Ayla saw Deegie coming through the Hearth of the Crane and noticed that Fralie was watching her. There were deep shadows around her eyes, and she seemed more tired than she should be. Ayla had been observing her and thought she was far enough along in her pregnancy that she should not be suffering morning sickness any more, but Fralie was still vomiting regularly and not just in the morning. Ayla wished she could make a closer examination, but Frebec had created a big furor when she mentioned it. He claimed that because she stopped someone from choking didn’t prove she knew anything about healing. He wasn’t convinced, just because she said so, and he didn’t want some strange woman giving Fralie bad advice. That gave Crozie something else to argue with him about. Finally, to stop their squabbling, Fralie declared she felt fine and didn’t need to see Ayla.
Ayla smiled encouragingly at the besieged woman, then picking up an empty waterskin on the way, walked with Deegie toward the entrance. As they passed through the Mammoth Hearth, and stepped into the Hearth of the Fox, Ranec looked up and watched them pass by. Ayla had the distinct feeling that he watched her all the way through the Lion Hearth and the cooking area until she reached the inner arch, and she had to restrain an urge to look back.

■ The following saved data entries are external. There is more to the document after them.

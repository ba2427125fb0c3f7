//! Game result storage trait and implementations

use crate::error::{GameRoomError, Result};
use crate::types::{CompletedGame, GameResults, RoomCode};
use async_trait::async_trait;
use std::collections::HashMap;
use std::sync::RwLock;
use tracing::{debug, info};

/// Trait for persisting completed games
///
/// `flush` writes the whole completion record as one unit; partial
/// persistence of a finished game is not representable through this
/// interface. Cleanup of the in-memory room must only happen after a
/// successful flush.
#[async_trait]
pub trait GameResultStore: Send + Sync {
    /// Persist a completed game atomically
    async fn flush(&self, game: CompletedGame) -> Result<()>;

    /// Fetch the final results of a completed game; None if no game with
    /// this code was ever flushed
    async fn fetch_results(&self, room_code: &RoomCode) -> Result<Option<GameResults>>;
}

/// In-memory result store
///
/// The single write under one lock is what makes the flush atomic here.
#[derive(Debug, Default)]
pub struct InMemoryGameResultStore {
    games: RwLock<HashMap<RoomCode, CompletedGame>>,
}

impl InMemoryGameResultStore {
    pub fn new() -> Self {
        Self::default()
    }

    /// Number of flushed games (for stats/tests)
    pub fn flushed_count(&self) -> usize {
        self.games.read().map(|g| g.len()).unwrap_or(0)
    }
}

#[async_trait]
impl GameResultStore for InMemoryGameResultStore {
    async fn flush(&self, game: CompletedGame) -> Result<()> {
        let code = game.room.room_code.clone();
        let mut games = self.games.write().map_err(|_| GameRoomError::InternalError {
            message: "Failed to acquire games lock".to_string(),
        })?;

        info!(
            "Flushed completed game for room {} ({} answers, {} players)",
            code,
            game.answers.len(),
            game.final_leaderboard.entries.len()
        );

        games.insert(code, game);
        Ok(())
    }

    async fn fetch_results(&self, room_code: &RoomCode) -> Result<Option<GameResults>> {
        let games = self.games.read().map_err(|_| GameRoomError::InternalError {
            message: "Failed to acquire games lock".to_string(),
        })?;

        debug!("Fetching final results for room {}", room_code);
        Ok(games.get(room_code).map(|game| game.results.clone()))
    }
}

/// Mock result store for testing, with failure injection
#[derive(Debug, Default)]
pub struct MockGameResultStore {
    flushed: RwLock<Vec<CompletedGame>>,
    fail_flush: std::sync::atomic::AtomicBool,
}

impl MockGameResultStore {
    pub fn new() -> Self {
        Self::default()
    }

    /// Make subsequent flushes fail
    pub fn set_fail_flush(&self, fail: bool) {
        self.fail_flush
            .store(fail, std::sync::atomic::Ordering::SeqCst);
    }

    /// All flushed games, in flush order
    pub fn flushed_games(&self) -> Vec<CompletedGame> {
        self.flushed
            .read()
            .map(|games| games.clone())
            .unwrap_or_default()
    }

    pub fn flush_count(&self) -> usize {
        self.flushed.read().map(|games| games.len()).unwrap_or(0)
    }
}

#[async_trait]
impl GameResultStore for MockGameResultStore {
    async fn flush(&self, game: CompletedGame) -> Result<()> {
        if self.fail_flush.load(std::sync::atomic::Ordering::SeqCst) {
            return Err(GameRoomError::PersistenceFailed {
                room_code: game.room.room_code.clone(),
                message: "Injected flush failure".to_string(),
            }
            .into());
        }

        if let Ok(mut flushed) = self.flushed.write() {
            flushed.push(game);
        }
        Ok(())
    }

    async fn fetch_results(&self, room_code: &RoomCode) -> Result<Option<GameResults>> {
        let flushed = self.flushed.read().map_err(|_| GameRoomError::InternalError {
            message: "Failed to acquire flushed games lock".to_string(),
        })?;

        Ok(flushed
            .iter()
            .rev()
            .find(|game| &game.room.room_code == room_code)
            .map(|game| game.results.clone()))
    }
}

#[cfg(test)]
mod tests {
    use super::*;
    use crate::types::{
        GameResults, LeaderboardSnapshot, Room, RoomStatus,
    };
    use crate::utils::current_timestamp;

    fn completed_game(code: &str) -> CompletedGame {
        let room = Room {
            room_code: code.to_string(),
            quiz_id: 5,
            host_user_id: 1,
            questions: vec![],
            participants: vec![],
            status: RoomStatus::Completed,
            created_at: current_timestamp(),
            started_at: Some(current_timestamp()),
            ended_at: Some(current_timestamp()),
        };
        let leaderboard = LeaderboardSnapshot {
            room_code: code.to_string(),
            question_index: None,
            entries: vec![],
        };
        CompletedGame {
            results: GameResults {
                room_code: code.to_string(),
                quiz_id: room.quiz_id,
                leaderboard: leaderboard.clone(),
                question_results: vec![],
            },
            room,
            answers: vec![],
            final_leaderboard: leaderboard,
            ended_at: current_timestamp(),
        }
    }

    #[tokio::test]
    async fn test_flush_then_fetch() {
        let store = InMemoryGameResultStore::new();
        store.flush(completed_game("ABC123")).await.unwrap();

        let results = store
            .fetch_results(&"ABC123".to_string())
            .await
            .unwrap()
            .unwrap();
        assert_eq!(results.room_code, "ABC123");
        assert_eq!(store.flushed_count(), 1);
    }

    #[tokio::test]
    async fn test_fetch_unknown_room() {
        let store = InMemoryGameResultStore::new();
        let results = store.fetch_results(&"NOPE42".to_string()).await.unwrap();
        assert!(results.is_none());
    }

    #[tokio::test]
    async fn test_mock_failure_injection() {
        let store = MockGameResultStore::new();
        store.set_fail_flush(true);

        let err = store.flush(completed_game("ABC123")).await.unwrap_err();
        assert!(err.to_string().contains("Persistence flush failed"));
        assert_eq!(store.flush_count(), 0);

        store.set_fail_flush(false);
        store.flush(completed_game("ABC123")).await.unwrap();
        assert_eq!(store.flush_count(), 1);
    }
}
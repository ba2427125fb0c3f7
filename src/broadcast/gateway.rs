//! AMQP event gateway for outbound room events

use crate::amqp::messages::{MessageEnvelope, MessageUtils, ROOM_EVENTS_EXCHANGE};
use crate::error::{GameRoomError, Result};
use crate::types::{GameEvent, RoomCode};
use amqprs::{
    channel::{BasicPublishArguments, Channel, ExchangeDeclareArguments},
    BasicProperties,
};
use async_trait::async_trait;
use std::time::Duration;
use tokio::time::sleep;
use tracing::{debug, error, info, warn};

/// Trait for broadcasting game events
///
/// `publish_to_room` addresses everyone subscribed to a room;
/// `publish_to_caller` addresses only the originator of a command, which
/// is how creation acknowledgements and errors travel back.
#[async_trait]
pub trait BroadcastGateway: Send + Sync {
    /// Publish an event to every subscriber of a room
    async fn publish_to_room(&self, room_code: &RoomCode, event: GameEvent) -> Result<()>;

    /// Publish an event addressed to the command's caller only
    async fn publish_to_caller(&self, event: GameEvent) -> Result<()>;
}

/// Configuration for event publishing
#[derive(Debug, Clone)]
pub struct GatewayConfig {
    pub max_retries: u32,
    pub retry_delay_ms: u64,
    pub enable_deduplication: bool,
}

impl Default for GatewayConfig {
    fn default() -> Self {
        Self {
            max_retries: 3,
            retry_delay_ms: 500,
            enable_deduplication: true,
        }
    }
}

/// AMQP-based broadcast gateway implementation
pub struct AmqpBroadcastGateway {
    channel: Channel,
    config: GatewayConfig,
    published_messages: std::sync::Mutex<std::collections::HashSet<String>>, // For deduplication
}

impl AmqpBroadcastGateway {
    /// Create a new broadcast gateway and declare the events exchange
    pub async fn new(channel: Channel, config: GatewayConfig) -> Result<Self> {
        let gateway = Self {
            channel,
            config,
            published_messages: std::sync::Mutex::new(std::collections::HashSet::new()),
        };

        gateway.setup_exchange().await?;

        Ok(gateway)
    }

    /// Declare the topic exchange room events flow through
    async fn setup_exchange(&self) -> Result<()> {
        let args = ExchangeDeclareArguments::new(ROOM_EVENTS_EXCHANGE, "topic");
        self.channel.exchange_declare(args).await.map_err(|e| {
            GameRoomError::AmqpConnectionFailed {
                message: format!("Failed to declare room events exchange: {}", e),
            }
        })?;

        info!("Successfully set up room events exchange");
        Ok(())
    }

    /// Publish an envelope with retry logic
    async fn publish_envelope(&self, envelope: &MessageEnvelope<GameEvent>) -> Result<()> {
        // Check for deduplication
        if self.config.enable_deduplication {
            let published_messages =
                self.published_messages
                    .lock()
                    .map_err(|_| GameRoomError::InternalError {
                        message: "Failed to acquire published messages lock".to_string(),
                    })?;
            if published_messages.contains(&envelope.correlation_id) {
                debug!(
                    "Message {} already published, skipping",
                    envelope.correlation_id
                );
                return Ok(());
            }
        }

        let mut retry_count = 0;
        let mut delay = Duration::from_millis(self.config.retry_delay_ms);

        loop {
            match self.try_publish(envelope).await {
                Ok(_) => {
                    if self.config.enable_deduplication {
                        let mut published_messages =
                            self.published_messages.lock().map_err(|_| {
                                GameRoomError::InternalError {
                                    message: "Failed to acquire published messages lock"
                                        .to_string(),
                                }
                            })?;
                        published_messages.insert(envelope.correlation_id.clone());
                    }

                    debug!(
                        "Successfully published {} event as message {}",
                        envelope.payload.name(),
                        envelope.correlation_id
                    );
                    return Ok(());
                }
                Err(e) => {
                    retry_count += 1;
                    if retry_count > self.config.max_retries {
                        error!(
                            "Failed to publish message {} after {} retries: {}",
                            envelope.correlation_id, self.config.max_retries, e
                        );
                        return Err(e);
                    }

                    warn!(
                        "Publish attempt {} failed for message {}: {}. Retrying in {:?}",
                        retry_count, envelope.correlation_id, e, delay
                    );

                    sleep(delay).await;
                    delay = Duration::from_millis((delay.as_millis() as u64 * 2).min(5000));
                }
            }
        }
    }

    /// Single publish attempt
    async fn try_publish(&self, envelope: &MessageEnvelope<GameEvent>) -> Result<()> {
        let payload = envelope.to_bytes()?;

        let args = BasicPublishArguments::new(ROOM_EVENTS_EXCHANGE, &envelope.routing_key);
        let mut properties = BasicProperties::default();
        properties
            .with_message_id(&envelope.correlation_id)
            .with_timestamp(envelope.timestamp.timestamp() as u64)
            .with_content_type("application/json");

        self.channel
            .basic_publish(properties, payload, args)
            .await
            .map_err(|e| GameRoomError::AmqpConnectionFailed {
                message: format!("Failed to publish event: {}", e),
            })?;

        Ok(())
    }

    /// Clear deduplication cache
    pub fn clear_deduplication_cache(&self) {
        if let Ok(mut published_messages) = self.published_messages.lock() {
            published_messages.clear();
        }
    }

    /// Get number of cached message IDs (for monitoring)
    pub fn cached_message_count(&self) -> usize {
        self.published_messages
            .lock()
            .map(|cache| cache.len())
            .unwrap_or(0)
    }
}

#[async_trait]
impl BroadcastGateway for AmqpBroadcastGateway {
    async fn publish_to_room(&self, room_code: &RoomCode, event: GameEvent) -> Result<()> {
        let routing_key = MessageUtils::room_routing_key(room_code, &event);
        let envelope = MessageEnvelope::new(event, routing_key);
        self.publish_envelope(&envelope).await
    }

    async fn publish_to_caller(&self, event: GameEvent) -> Result<()> {
        let routing_key = MessageUtils::caller_routing_key(&event);
        let envelope = MessageEnvelope::new(event, routing_key);
        self.publish_envelope(&envelope).await
    }
}

/// Recording target of a mock broadcast
#[derive(Debug, Clone, PartialEq, Eq)]
pub enum BroadcastTarget {
    Room(RoomCode),
    Caller,
}

/// Mock broadcast gateway for testing
#[derive(Debug, Default)]
pub struct MockBroadcastGateway {
    published_events: std::sync::Mutex<Vec<(BroadcastTarget, GameEvent)>>,
}

impl MockBroadcastGateway {
    pub fn new() -> Self {
        Self::default()
    }

    /// All published (target, event) pairs, in publish order
    pub fn published(&self) -> Vec<(BroadcastTarget, GameEvent)> {
        self.published_events
            .lock()
            .map(|events| events.clone())
            .unwrap_or_default()
    }

    /// Event names published to a given room, in publish order
    pub fn event_names_for_room(&self, room_code: &RoomCode) -> Vec<&'static str> {
        self.published()
            .into_iter()
            .filter(|(target, _)| *target == BroadcastTarget::Room(room_code.clone()))
            .map(|(_, event)| event.name())
            .collect()
    }

    /// Event names published to the caller, in publish order
    pub fn caller_event_names(&self) -> Vec<&'static str> {
        self.published()
            .into_iter()
            .filter(|(target, _)| *target == BroadcastTarget::Caller)
            .map(|(_, event)| event.name())
            .collect()
    }

    pub fn clear_events(&self) {
        if let Ok(mut events) = self.published_events.lock() {
            events.clear();
        }
    }
}

#[async_trait]
impl BroadcastGateway for MockBroadcastGateway {
    async fn publish_to_room(&self, room_code: &RoomCode, event: GameEvent) -> Result<()> {
        if let Ok(mut events) = self.published_events.lock() {
            events.push((BroadcastTarget::Room(room_code.clone()), event));
        }
        Ok(())
    }

    async fn publish_to_caller(&self, event: GameEvent) -> Result<()> {
        if let Ok(mut events) = self.published_events.lock() {
            events.push((BroadcastTarget::Caller, event));
        }
        Ok(())
    }
}
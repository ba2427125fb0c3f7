//! Health check endpoints and Prometheus metrics server
//!
//! This module provides HTTP endpoints for health checks and Prometheus
//! metrics for the quiz room service using Axum.

use crate::metrics::collector::MetricsCollector;
use crate::service::app::AppState;
use crate::service::health::{HealthCheck, HealthStatus};
use anyhow::{Context, Result};
use axum::{
    extract::State,
    http::StatusCode,
    response::{IntoResponse, Response},
    routing::get,
    Json, Router,
};
use prometheus::{Encoder, TextEncoder};
use serde_json::json;
use std::net::SocketAddr;
use std::sync::Arc;
use tokio::net::TcpListener;
use tokio::sync::broadcast;
use tracing::{debug, error, info, warn};

/// Health server configuration
#[derive(Debug, Clone)]
pub struct HealthServerConfig {
    /// Port to bind the health server to
    pub port: u16,
    /// Host to bind to (typically "0.0.0.0" for all interfaces)
    pub host: String,
}

impl Default for HealthServerConfig {
    fn default() -> Self {
        Self {
            port: 8080,
            host: "0.0.0.0".to_string(),
        }
    }
}

/// Shared state for the health server
#[derive(Clone)]
pub struct HealthServerState {
    pub metrics_collector: Arc<MetricsCollector>,
    pub app_state: Option<Arc<AppState>>,
}

/// Health server that provides HTTP endpoints for monitoring
pub struct HealthServer {
    config: HealthServerConfig,
    state: HealthServerState,
    shutdown_tx: broadcast::Sender<()>,
}

impl HealthServer {
    /// Create a new health server
    pub fn new(config: HealthServerConfig, metrics_collector: Arc<MetricsCollector>) -> Self {
        let (shutdown_tx, _shutdown_rx) = broadcast::channel(1);

        Self {
            config,
            state: HealthServerState {
                metrics_collector,
                app_state: None,
            },
            shutdown_tx,
        }
    }

    /// Set the application state for health checks
    pub fn with_app_state(mut self, app_state: Arc<AppState>) -> Self {
        self.state.app_state = Some(app_state);
        self
    }

    /// Start the health server
    pub async fn start(&self) -> Result<()> {
        let addr: SocketAddr = format!("{}:{}", self.config.host, self.config.port)
            .parse()
            .context("Invalid health server address")?;

        let app = self.create_router();
        let listener = TcpListener::bind(addr).await?;

        info!("Health server listening on http://{}", addr);

        // Create a shutdown receiver for this task
        let mut shutdown_rx = self.shutdown_tx.subscribe();

        // Serve with graceful shutdown
        axum::serve(listener, app)
            .with_graceful_shutdown(async move {
                let _ = shutdown_rx.recv().await;
                info!("Health server shutdown signal received");
            })
            .await?;

        info!("Health server stopped");
        Ok(())
    }

    /// Create the Axum router with all health endpoints
    fn create_router(&self) -> Router {
        Router::new()
            .route("/", get(root_handler))
            .route("/health", get(health_handler))
            .route("/ready", get(ready_handler))
            .route("/alive", get(alive_handler))
            .route("/metrics", get(metrics_handler))
            .route("/stats", get(stats_handler))
            .with_state(self.state.clone())
    }

    /// Stop the health server
    pub async fn stop(&self) -> Result<()> {
        info!("Stopping health server...");

        if let Err(e) = self.shutdown_tx.send(()) {
            warn!("Failed to send shutdown signal to health server: {}", e);
        }

        info!("Health server stop signal sent");
        Ok(())
    }
}

/// Root endpoint handler - shows service information
async fn root_handler() -> impl IntoResponse {
    let info = json!({
        "service": "quiz-room",
        "version": env!("CARGO_PKG_VERSION"),
        "endpoints": [
            "/health",
            "/ready",
            "/alive",
            "/metrics",
            "/stats"
        ]
    });

    Json(info)
}

/// Lightweight health check endpoint handler
async fn health_handler(State(state): State<HealthServerState>) -> impl IntoResponse {
    debug!("Health check requested");

    match &state.app_state {
        Some(app_state) => match HealthCheck::liveness_check(app_state.clone()).await {
            Ok(HealthStatus::Healthy) => (
                StatusCode::OK,
                Json(json!({
                    "status": "healthy",
                    "service": "quiz-room",
                    "version": env!("CARGO_PKG_VERSION")
                })),
            ),
            Ok(HealthStatus::Degraded) => (
                StatusCode::OK,
                Json(json!({
                    "status": "degraded",
                    "service": "quiz-room",
                    "version": env!("CARGO_PKG_VERSION")
                })),
            ),
            Ok(HealthStatus::Unhealthy) | Err(_) => (
                StatusCode::SERVICE_UNAVAILABLE,
                Json(json!({
                    "status": "unhealthy",
                    "service": "quiz-room",
                    "version": env!("CARGO_PKG_VERSION")
                })),
            ),
        },
        None => (
            StatusCode::SERVICE_UNAVAILABLE,
            Json(json!({
                "status": "unhealthy",
                "service": "quiz-room",
                "version": env!("CARGO_PKG_VERSION"),
                "error": "Service not initialized"
            })),
        ),
    }
}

When they pushed back the outer drape, Ayla blinked her eyes at the unexpected brightness of an intense sun in a bold blue sky. It was one of those warm, gentle days of fall that came as a rare gift, to be held in memory against the season when vicious winds, raging storms, and biting cold would be the daily fare. Ayla smiled in appreciation and suddenly remembered, though she hadn’t thought of it in years, that Uba had been born on a day like this, that first fall after Brun’s clan found her.